A divided Indiana Supreme Court is ordering a cemetery to exhume a man from his burial place after the gravesite was accidentally sold to two buyers. The 3-2 majority of justices reversed in the original owner’s favor on Wednesday, ordering for the grave to be restored for her future use.

The Washington Regular Baptist Church Cemetery was sued by gravesite owner Kathy Salyer in May 2015 after she discovered that a man named Lowell Johnson had been buried on a plot intended for her mother that Salyer had purchased more than 30 years prior. Salyer purchased four contiguous gravesites in 1982 that comprised Lot 14 of the cemetery and later purchased a fifth contiguous plot.

The cemetery admitted its mistake in inadvertently selling the gravesite twice, first to Salyer and later for Johnson’s burial, but refused Salyer’s demand to move Johnson’s remains. Salyer then sued, seeking damages, attorney fees, and an order for the cemetery to remove Johnson’s remains from the gravesite and restore it to her.

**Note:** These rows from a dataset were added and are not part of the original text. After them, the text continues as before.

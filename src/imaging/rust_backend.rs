//! Pure Rust icon backend built on the `image` crate.
//!
//! ## Crate mapping
//!
//! | Operation | Crate / function |
//! |---|---|
//! | Decode (JPEG, PNG, TIFF, WebP) | `image::ImageReader` with content sniffing |
//! | Normalize | `DynamicImage::into_rgba8` |
//! | Resize | `image::imageops::resize` with `Lanczos3` filter |
//! | Encode → PNG | `image::codecs::png::PngEncoder` |

use super::backend::{BackendError, ImageBackend, SourceImage};
use super::params::IconPlan;
use image::codecs::png::PngEncoder;
use image::imageops::FilterType;
use image::{ExtendedColorType, ImageEncoder, ImageReader};
use std::io::{BufWriter, Write};
use std::path::Path;

/// Pure Rust backend using the `image` crate.
///
/// See the [module docs](self) for the crate-to-operation mapping.
pub struct RustBackend;

impl RustBackend {
    pub fn new() -> Self {
        Self
    }
}

impl Default for RustBackend {
    fn default() -> Self {
        Self::new()
    }
}

impl ImageBackend for RustBackend {
    fn decode(&self, path: &Path) -> Result<SourceImage, BackendError> {
        // Sniff the format from content so a mislabeled extension still decodes.
        let img = ImageReader::open(path)?
            .with_guessed_format()?
            .decode()
            .map_err(|source| BackendError::Decode {
                path: path.to_path_buf(),
                source,
            })?;
        Ok(SourceImage::new(img.into_rgba8()))
    }

    fn write_icon(&self, source: &SourceImage, plan: &IconPlan) -> Result<(), BackendError> {
        // Both edges forced to `size`: aspect ratio is not preserved.
        let resized =
            image::imageops::resize(source.pixels(), plan.size, plan.size, FilterType::Lanczos3);

        let file = std::fs::File::create(&plan.output_path)?;
        let mut writer = BufWriter::new(file);
        PngEncoder::new(&mut writer)
            .write_image(
                resized.as_raw(),
                resized.width(),
                resized.height(),
                ExtendedColorType::Rgba8,
            )
            .map_err(|source| BackendError::Encode {
                path: plan.output_path.clone(),
                source,
            })?;
        writer.flush()?;
        Ok(())
    }
}
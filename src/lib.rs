//! # Launcher Icons
//!
//! Generates Android launcher icons for every `mipmap-*` density bucket from
//! one square source image.
//!
//! ```text
//! logo.png (1024x1024)
//!   → android/app/src/main/res/mipmap-mdpi/ic_launcher.png      48x48
//!   → android/app/src/main/res/mipmap-hdpi/ic_launcher.png      72x72
//!   → android/app/src/main/res/mipmap-xhdpi/ic_launcher.png     96x96
//!   → android/app/src/main/res/mipmap-xxhdpi/ic_launcher.png    144x144
//!   → android/app/src/main/res/mipmap-xxxhdpi/ic_launcher.png   192x192
//! ```
//!
//! # Module Map
//!
//! | Module | Role |
//! |--------|------|
//! | [`config`] | `IconConfig`: stock defaults, optional `icongen.toml`, validation |
//! | [`imaging`] | Decode, Lanczos3 square resize, PNG encode; output planning |
//! | [`generate`] | Runs one generation: input check, decode once, write every size |
//! | [`output`] | CLI output formatting |
//!
//! # Design Decisions
//!
//! ## Decode Once
//!
//! The source is decoded a single time into an RGBA8 buffer and every icon is
//! resized from that buffer. Inputs without alpha come out fully opaque.
//!
//! ## Squash, Don't Crop
//!
//! Each icon is resized to exactly `size × size`. A non-square source is
//! squashed; there is no crop or padding step.
//!
//! ## Missing Input Is Not An Error
//!
//! An absent source image ends the run cleanly with one diagnostic line and
//! nothing written. Decode and write failures are errors and stop the run.

pub mod config;
pub mod generate;
pub mod imaging;
pub mod output;

#[cfg(test)]
pub(crate) mod test_helpers;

However, the Ripley Circuit Court held that the cemetery did not commit wrongful burial and awarded Salyer a free vacant gravesite instead, also denying her request for damages and attorney fees. The Indiana Court of Appeals affirmed, but Judge James Kirsch dissented, finding that the judgment should be reversed and remanded for an order that the cemetery correct the wrongful burial.

Indiana Supreme Court justices split in reversing the trial court’s decision in Kathy Salyer v. Washington Regular Baptist Church Cemetery, and Kristy Sams, 20S-PL-102, with the majority agreeing with Kirsch about the relief Salyer should receive. Justices Mark Massa and Christopher Goff dissented without an opinion.

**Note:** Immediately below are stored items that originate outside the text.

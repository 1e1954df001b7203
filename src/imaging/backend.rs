//! Image backend trait and shared types.
//!
//! The [`ImageBackend`] trait defines the two operations icon generation
//! needs: decode the source once, then write one resized PNG per plan.
//!
//! The production implementation is
//! [`RustBackend`](super::rust_backend::RustBackend).

use super::params::IconPlan;
use image::RgbaImage;
use std::path::{Path, PathBuf};
use thiserror::Error;

#[derive(Error, Debug)]
pub enum BackendError {
    #[error("IO error: {0}")]
    Io(#[from] std::io::Error),
    #[error("Failed to decode {}: {source}", path.display())]
    Decode {
        path: PathBuf,
        #[source]
        source: image::ImageError,
    },
    #[error("Failed to encode {}: {source}", path.display())]
    Encode {
        path: PathBuf,
        #[source]
        source: image::ImageError,
    },
}

/// Decoded source image, normalized to RGBA8.
///
/// Read-only once built; every icon is resized from the same buffer.
#[derive(Debug, Clone, PartialEq)]
pub struct SourceImage {
    pixels: RgbaImage,
}

impl SourceImage {
    pub fn new(pixels: RgbaImage) -> Self {
        Self { pixels }
    }

    pub fn pixels(&self) -> &RgbaImage {
        &self.pixels
    }

    pub fn width(&self) -> u32 {
        self.pixels.width()
    }

    pub fn height(&self) -> u32 {
        self.pixels.height()
    }
}

/// Trait for image backends.
///
/// `Sync` so a single backend can serve a rayon pool in parallel mode.
pub trait ImageBackend: Sync {
    /// Decode the file at `path` into a four-channel buffer.
    fn decode(&self, path: &Path) -> Result<SourceImage, BackendError>;

    /// Resize `source` to `plan.size` square and write it as PNG to
    /// `plan.output_path`, replacing any existing file.
    fn write_icon(&self, source: &SourceImage, plan: &IconPlan) -> Result<(), BackendError>;
}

“(I.C. § 23-14-59-2) Section 2 provides that when a wrongful burial described in Section 1(1) occurs, ‘the cemetery owner shall … correct the wrongful burial … after becoming aware of the error[.]’  A dictionary published a few years after Section 2 was enacted in 1997 defines the verb ‘correct’ to include ‘to make right or set right[;] to alter or adjust so as to bring to some standard or required condition.’ Thus, Section 2 requires that a wrongful burial be made right or set right, altered so as to bring it to some required condition,” the majority of Chief Justice Loretta Rush and justices Steven David and Geoffrey Slaughter held in a per curiam opinion.

“The condition required by our statutes is one in which the burial is no longer ‘in the wrong lot, grave, grave space, burial space,’ etc. The statutory language … does not contemplate a court’s weighing of equities to fashion an alternative form of relief.

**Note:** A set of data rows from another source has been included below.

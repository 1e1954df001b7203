//! High-level icon operations.
//!
//! Planning is a pure function of the configuration; writing combines a plan
//! with backend execution.

use super::backend::{BackendError, ImageBackend, SourceImage};
use super::params::IconPlan;
use crate::config::IconConfig;

/// Result type for image operations.
pub type Result<T> = std::result::Result<T, BackendError>;

/// Plan one output per size table entry, in table order.
///
/// Touches nothing on disk.
pub fn plan_icons(config: &IconConfig) -> Vec<IconPlan> {
    config
        .sizes
        .iter()
        .map(|entry| {
            let output_dir = config.project_path.join(&entry.label);
            let output_path = output_dir.join(&config.icon_name);
            IconPlan {
                label: entry.label.clone(),
                size: entry.size,
                output_dir,
                output_path,
            }
        })
        .collect()
}

/// Ensure the plan's directory exists, then write the icon.
///
/// Directory creation is idempotent; an existing icon is overwritten.
pub fn create_icon(backend: &impl ImageBackend, source: &SourceImage, plan: &IconPlan) -> Result<()> {
    std::fs::create_dir_all(&plan.output_dir)?;
    backend.write_icon(source, plan)
}
//! CLI output formatting.
//!
//! # Output Format
//!
//! ## Generate
//!
//! ```text
//! Saved android/app/src/main/res/mipmap-mdpi/ic_launcher.png (48x48)
//! Saved android/app/src/main/res/mipmap-hdpi/ic_launcher.png (72x72)
//! ...
//! ```
//!
//! or, when the source image is absent:
//!
//! ```text
//! logo.png not found. Put your source image at this path and run again.
//! ```
//!
//! ## Check
//!
//! ```text
//! Input: logo.png (found)
//! mipmap-mdpi     48x48    -> android/app/src/main/res/mipmap-mdpi/ic_launcher.png
//! mipmap-hdpi     72x72    -> android/app/src/main/res/mipmap-hdpi/ic_launcher.png
//! ```
//!
//! # Architecture
//!
//! Each output has a `format_*` function (pure, returns the text) for
//! testability and a `print_*` wrapper that writes to stdout.

use crate::generate::IconEvent;
use crate::imaging::IconPlan;
use std::path::Path;

// ============================================================================
// Generate
// ============================================================================

/// Format a progress event as its display line.
pub fn format_icon_event(event: &IconEvent) -> String {
    match event {
        IconEvent::Written { path, size, .. } => {
            format!("Saved {} ({}x{})", path.display(), size, size)
        }
    }
}

/// Format the diagnostic for a missing source image.
pub fn format_missing_input(input: &Path) -> String {
    format!(
        "{} not found. Put your source image at this path and run again.",
        input.display()
    )
}

pub fn print_missing_input(input: &Path) {
    println!("{}", format_missing_input(input));
}

// ============================================================================
// Check
// ============================================================================

/// Format the planned outputs for `check`, one line per size table entry.
pub fn format_plan(input: &Path, input_exists: bool, plans: &[IconPlan]) -> Vec<String> {
    let status = if input_exists { "found" } else { "missing" };
    let mut lines = vec![format!("Input: {} ({})", input.display(), status)];

    let label_width = plans.iter().map(|p| p.label.len()).max().unwrap_or(0);
    for plan in plans {
        lines.push(format!(
            "{:<label_width$}  {:<9}-> {}",
            plan.label,
            plan.dimensions(),
            plan.output_path.display(),
        ));
    }
    lines
}

pub fn print_plan(input: &Path, input_exists: bool, plans: &[IconPlan]) {
    for line in format_plan(input, input_exists, plans) {
        println!("{}", line);
    }
}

“The trial court and the Court of Appeals recognized Salyer is entitled to relief. But we agree with Salyer that she is entitled to ‘correct[ion of] the wrongful burial,’” the majority continued. “Accordingly, while we affirm the denial of damages and attorney’s fees, we reverse in part and remand for the trial court to order the Cemetery to correct the wrongful burial by removing Johnson’s remains from the Gravesite and restoring it for Salyer’s use.”